X Algorithm Part 4: The Ranking Transformer

This is Part 4 of a 5-part series on the X recommendation algorithm. Part 1 covers the big-picture overview. Part 2 covers the pipeline framework. Part 3 covers candidate sourcing. Part 5 covers scoring, filtering, and the final feed.

The Model Is Tiny
What Goes Into the Transformer
Candidate Isolation Masking
The Transformer Architecture
Multi-Action Output
Design Analysis
What's Next

After filtering, ~168 candidates enter the scoring stage. Each one needs a score — a prediction of how likely this user is to engage with this post. That score comes from a Grok-based transformer in Phoenix.

This part covers exactly what that transformer sees, how it processes the input, and what it produces.

The Model Is Tiny

When the codebase says "Grok-based transformer", it doesn't mean the 314B parameter LLM. The ranking model is a miniature transformer configured in phoenix/run_ranker.py:45-53:

TransformerConfig(
    emb_size=128,
    widening_factor=2,
    key_size=64,
    num_q_heads=2,
    num_kv_heads=2,
    num_layers=2,
    attn_output_multiplier=0.125,
)

Two layers, 128-dimensional embeddings, 2 attention heads. By modern standards this is extremely small. The "Grok-based" label refers to the architecture pattern — RMSNorm, RoPE, grouped query attention, gated FFN — not the scale.

The design makes sense for serving: a short fixed-length sequence through a 2-layer transformer is fast on GPU, XLA-compiled, and deterministic. Capacity comes from training on enormous engagement data, not model depth.

What Goes Into the Transformer

The input isn't text. There's no post content, no user profile, no follower counts.
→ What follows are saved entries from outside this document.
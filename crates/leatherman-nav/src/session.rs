//! Navigation session - the router and the views it drives
//!
//! A session commits route changes and, before returning control, applies
//! the resulting expansion. Callers therefore never observe an active tool
//! inside a collapsed category.

use crate::breadcrumb::{self, BreadcrumbLabels, Crumb};
use crate::config::Config;
use crate::descriptions::DescriptionSource;
use crate::navigation::{NavigationManager, NavigationState, NodeId};
use crate::registry::Registry;
use crate::routing::RouteTable;
use crate::search::{CommandPalette, Navigator, SearchEntry, SearchIndex};
use crate::sidebar::SidebarView;
use crate::Result;
use std::sync::Arc;
use tracing::debug;

pub struct NavigationSession {
    routes: RouteTable,
    descriptions: Arc<dyn DescriptionSource>,
    current: String,
    manager: NavigationManager,
    index: SearchIndex,
}

impl NavigationSession {
    /// Start a session on `start_path`.
    ///
    /// The start path goes through the routing table like any other request,
    /// and the sidebar state is derived from the committed path before the
    /// session is handed back.
    pub fn new(
        registry: Arc<Registry>,
        descriptions: Arc<dyn DescriptionSource>,
        config: &Config,
        start_path: &str,
    ) -> Result<Self> {
        let routes = RouteTable::new(Arc::clone(&registry), &config.routes)?;
        let current = routes.commit_target(start_path).to_string();
        let manager = NavigationManager::new(registry, &current);
        debug!(start = start_path, committed = %current, "Navigation session started");
        Ok(Self {
            routes,
            descriptions,
            current,
            manager,
            index: SearchIndex::new(),
        })
    }

    /// Navigate to `path` and return the breadcrumb for the committed route.
    ///
    /// Unknown paths and the root land on the default route. Expansion for
    /// the new route is applied before this returns.
    pub fn navigate(&mut self, path: &str) -> Option<BreadcrumbLabels> {
        let target = self.routes.commit_target(path).to_string();
        debug!(requested = path, committed = %target, "Route committed");
        self.current = target;
        self.manager.on_route_change(&self.current);
        self.breadcrumb()
    }

    /// Flip a sidebar node.
    pub fn toggle(&mut self, node: &NodeId) {
        self.manager.toggle(node);
    }

    pub fn current_path(&self) -> &str {
        &self.current
    }

    pub fn state(&self) -> &NavigationState {
        self.manager.state()
    }

    pub fn routes(&self) -> &RouteTable {
        &self.routes
    }

    pub fn registry(&self) -> &Arc<Registry> {
        self.routes.registry()
    }

    /// Breadcrumb labels for the current route.
    pub fn breadcrumb(&self) -> Option<BreadcrumbLabels> {
        breadcrumb::resolve(self.registry(), self.routes.section(), &self.current)
    }

    /// The rendered breadcrumb trail for the current route; empty when
    /// the route has no breadcrumb.
    pub fn breadcrumb_trail(&self) -> Vec<Crumb> {
        self.breadcrumb()
            .map(|labels| breadcrumb::trail(&self.current, &labels, self.routes.home_label()))
            .unwrap_or_default()
    }

    /// The sidebar for the current route, or `None` where it is hidden.
    pub fn sidebar(&self) -> Option<SidebarView> {
        if !self.routes.shows_sidebar(&self.current) {
            return None;
        }
        Some(SidebarView::project(
            self.registry(),
            self.manager.state(),
            &self.current,
        ))
    }

    /// Search entries, rebuilt only when the description source changed.
    pub fn search_entries(&mut self) -> Arc<[SearchEntry]> {
        let registry = Arc::clone(self.routes.registry());
        self.index.entries(&registry, &self.descriptions)
    }

    /// Replace the description source; the next search rebuilds the index.
    pub fn set_descriptions(&mut self, descriptions: Arc<dyn DescriptionSource>) {
        self.descriptions = descriptions;
    }

    /// A closed palette over the current search entries.
    pub fn palette(&mut self) -> CommandPalette {
        CommandPalette::new(self.search_entries())
    }

    pub fn index(&self) -> &SearchIndex {
        &self.index
    }
}

impl Navigator for NavigationSession {
    fn navigate(&mut self, path: &str) {
        NavigationSession::navigate(self, path);
    }
}

#[cfg(test)]
mod tests {
    use super::*;
    use crate::descriptions::Descriptions;

    fn session(start: &str) -> NavigationSession {
        NavigationSession::new(
            Arc::new(Registry::builtin()),
            Arc::new(Descriptions::builtin()),
            &Config::default(),
            start,
        )
        .unwrap()
    }

    #[test]
    fn test_root_redirects_to_default() {
        let session = session("/");
        assert_eq!(session.current_path(), "/tools/string/url-encode");
        assert!(session.state().contains(&NodeId::from("string--URL")));
    }

    #[test]
    fn test_navigate_expands_before_returning() {
        let mut session = session("/tools/string/trim");
        let labels = session.navigate("/tools/json/diff").unwrap();
        assert_eq!(labels.item_label.as_deref(), Some("Diff"));
        assert!(session.state().contains(&NodeId::from("json")));
        assert!(session.state().contains(&NodeId::from("string")));
    }

    #[test]
    fn test_settings_hides_sidebar() {
        let mut session = session("/tools/json/format");
        let labels = session.navigate("/settings").unwrap();
        assert_eq!(labels.category_label, "Settings");
        assert!(session.sidebar().is_none());
    }

    #[test]
    fn test_breadcrumb_trail_uses_home_label() {
        let config = Config::parse("[routes]\nhome_label = \"Start\"").unwrap();
        let session = NavigationSession::new(
            Arc::new(Registry::builtin()),
            Arc::new(Descriptions::builtin()),
            &config,
            "/tools/json/diff",
        )
        .unwrap();
        let labels: Vec<_> = session.breadcrumb_trail().into_iter().map(|c| c.label).collect();
        assert_eq!(labels, vec!["Start", "JSON", "Diff"]);
    }

    #[test]
    fn test_search_index_memoised() {
        let mut session = session("/");
        session.search_entries();
        session.search_entries();
        assert_eq!(session.index().builds(), 1);

        session.set_descriptions(Arc::new(Descriptions::new()));
        session.search_entries();
        assert_eq!(session.index().builds(), 2);
    }

    #[test]
    fn test_palette_round_trip() {
        let mut session = session("/");
        let mut palette = session.palette();
        palette.open();
        palette.set_query("pretty");
        assert!(palette.filter().iter().any(|e| e.id == "format"));

        assert!(palette.select("format", &mut session));
        assert_eq!(session.current_path(), "/tools/json/format");
        assert!(session.state().contains(&NodeId::from("json")));
    }
}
The model sees only hash IDs and action types — structured into three types of tokens.

Three Token Types

phoenix/recsys_model.py:62-76

class RecsysBatch(NamedTuple):
    user_hashes: ...               # [B, num_user_hashes]
    history_post_hashes: ...       # [B, S, num_item_hashes]
    history_author_hashes: ...     # [B, S, num_author_hashes]
    history_actions: ...           # [B, S, num_actions] — one-hot engagements
    history_product_surface: ...   # [B, S] — app surface where interaction happened
    candidate_post_hashes: ...     # [B, C, num_item_hashes]
    candidate_author_hashes: ...   # [B, C, num_author_hashes]
    candidate_product_surface: ... # [B, C]

Notice what's missing from candidates: history_actions. Candidates haven't been engaged with yet — that's what we're trying to predict. The asymmetry between history tokens and candidate tokens is intentional and important.

Each hash ID resolves to a learned embedding vector. Two hash functions are used per entity (num_user_hashes=2, num_item_hashes=2, num_author_hashes=2), then combined via concatenation and projection. This was covered in Part 3.

User Token

phoenix/recsys_model.py:79-119

def block_user_reduce(user_hashes, user_embeddings, num_user_hashes, emb_size):
    B = user_embeddings.shape[0]
    # Concatenate 2 hash embeddings: [B, 1, 2D]
    user_embedding = user_embeddings.reshape((B, 1, num_user_hashes * emb_size))
    # Learned projection [2D → D]
    user_embedding = jnp.dot(user_embedding, proj_mat_1)
    return user_embedding  # [B, 1, D]

The user becomes a single token: one vector of dimension D that represents "who this person is" based on their hash ID. The user token is always position 0 in the sequence.

History Tokens

phoenix/recsys_model.py:122-182

Each history item combines four signals into one token:

def block_history_reduce(...):
    # Concatenate: post hashes + author hashes + actions + product_surface
    # Shape: [B, S, (num_item_hashes + num_author_hashes) * D + D + D]
    #      = [B, S, 6D]
    post_author_embedding = jnp.concatenate([
        history_post_embeddings_reshaped,   # [B, S, 2D]
        history_author_embeddings_reshaped, # [B, S, 2D]
        history_actions_embeddings,         # [B, S, D]
        history_product_surface_embeddings, # [B, S, D]
    ], axis=-1)
    # Project [6D → D]
    history_embedding = jnp.dot(post_author_embedding, proj_mat_3)
    return history_embedding  # [B, S, D]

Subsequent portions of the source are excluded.